The mansion at Bradwell Grove, which is now the centre of the Cotswold Wild Life Park, was built in the Gothic Style in 1804 by William Hervey on the site of a previous smaller house. The estate became famous for its cricket matches, and was a very popular meet of the Heythrop Hounds in the Victorian era for undergraduates from Oxford, during the mastership of Lord Redesdale, with Jem Hills as huntsman. It was also renowned for its exceptional pheasant and partridge shooting in the early part of this century.

Not only did William Hervey build Bradwell Grove, but in 1850 he obtained permission to erect a new church on the site of a small Chapel of Ease at Holwell, to effect a separation of Holwell from the parish of Bradwell. He also built a vicarage for the new incumbent. Not content with this improvement, William Fox, who had purchased Bradwell Grove from the heirs of Mr Hervey, decided that the church was not big enough and in 1890, he in his turn rebuilt and enlarged the church at his own expense, in Victorian Gothic style, with a new village school as well.

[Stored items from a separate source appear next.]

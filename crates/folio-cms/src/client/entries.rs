//! Entry operations for Contentful API.

use tracing::{error, info};

use super::ContentfulClient;
use crate::cache::RequestCache;
use crate::entry::Entry;
use crate::error::CmsError;
use crate::links::{EntriesResponse, resolve_items};
use crate::source::ContentSource;

/// Largest include depth the API accepts.
const MAX_INCLUDE: u32 = 10;

impl ContentfulClient {
    /// Fetch a collection from the API and resolve its links.
    fn fetch_entries(
        &self,
        content_type: &str,
        locale: &str,
        include: u32,
    ) -> Result<Vec<Entry>, CmsError> {
        let url = format!("{}/entries", self.api_url());
        let include = include.min(MAX_INCLUDE);

        info!(content_type, locale, include, "Fetching entries");

        let response = self
            .agent
            .get(&url)
            .query("content_type", content_type)
            .query("locale", locale)
            .query("include", include.to_string())
            .header("Authorization", &self.auth_header())
            .header("Accept", "application/json")
            .call()?;

        let status = response.status().as_u16();
        let mut body_reader = response.into_body();

        if status >= 400 {
            let error_body = body_reader
                .read_to_string()
                .unwrap_or_else(|_| "(unable to read error body)".to_owned());
            return Err(CmsError::HttpResponse {
                status,
                body: error_body,
            });
        }

        let body: EntriesResponse = body_reader.read_json()?;
        Ok(resolve_items(&body, include))
    }

    /// Fetch a single entry without link resolution.
    fn fetch_entry(&self, id: &str, locale: &str) -> Result<Option<Entry>, CmsError> {
        let url = format!("{}/entries/{}", self.api_url(), id);

        info!(entry_id = id, locale, "Fetching entry");

        let response = self
            .agent
            .get(&url)
            .query("locale", locale)
            .header("Authorization", &self.auth_header())
            .header("Accept", "application/json")
            .call()?;

        let status = response.status().as_u16();
        let mut body_reader = response.into_body();

        if status == 404 {
            return Ok(None);
        }
        if status >= 400 {
            let error_body = body_reader
                .read_to_string()
                .unwrap_or_else(|_| "(unable to read error body)".to_owned());
            return Err(CmsError::HttpResponse {
                status,
                body: error_body,
            });
        }

        let body: serde_json::Value = body_reader.read_json()?;
        Ok(Entry::from_value(&body))
    }
}

impl ContentSource for ContentfulClient {
    fn entries(
        &self,
        content_type: &str,
        locale: &str,
        include: u32,
    ) -> Result<Vec<Entry>, CmsError> {
        let key = RequestCache::key(content_type, locale, include);
        if let Some(entries) = self.cache.get(&key) {
            info!(content_type, locale, count = entries.len(), "Cache hit");
            return Ok(entries);
        }

        match self.fetch_entries(content_type, locale, include) {
            Ok(entries) => {
                info!(content_type, locale, count = entries.len(), "Entries fetched");
                self.cache.insert(key, entries.clone());
                Ok(entries)
            }
            Err(e) => {
                error!(content_type, locale, error = %e, "Entries request failed");
                Err(e)
            }
        }
    }

    fn entry(&self, id: &str, locale: &str) -> Result<Option<Entry>, CmsError> {
        self.fetch_entry(id, locale)
    }
}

It is this church that Norman James and his father before him have so lovingly cared for and which is described in these pages. (With the decline in population, the school was closed in 1958.)

Despite the fact that the parish rarely consisted of more than 100 souls and recently very many less, it retained a vicar of its own for 75 years from 1850-1925 when the cure was combined with that of the neighbouring village of Westwell, and now in 1987 is one of 5 parishes in the Shill Valley Benefice.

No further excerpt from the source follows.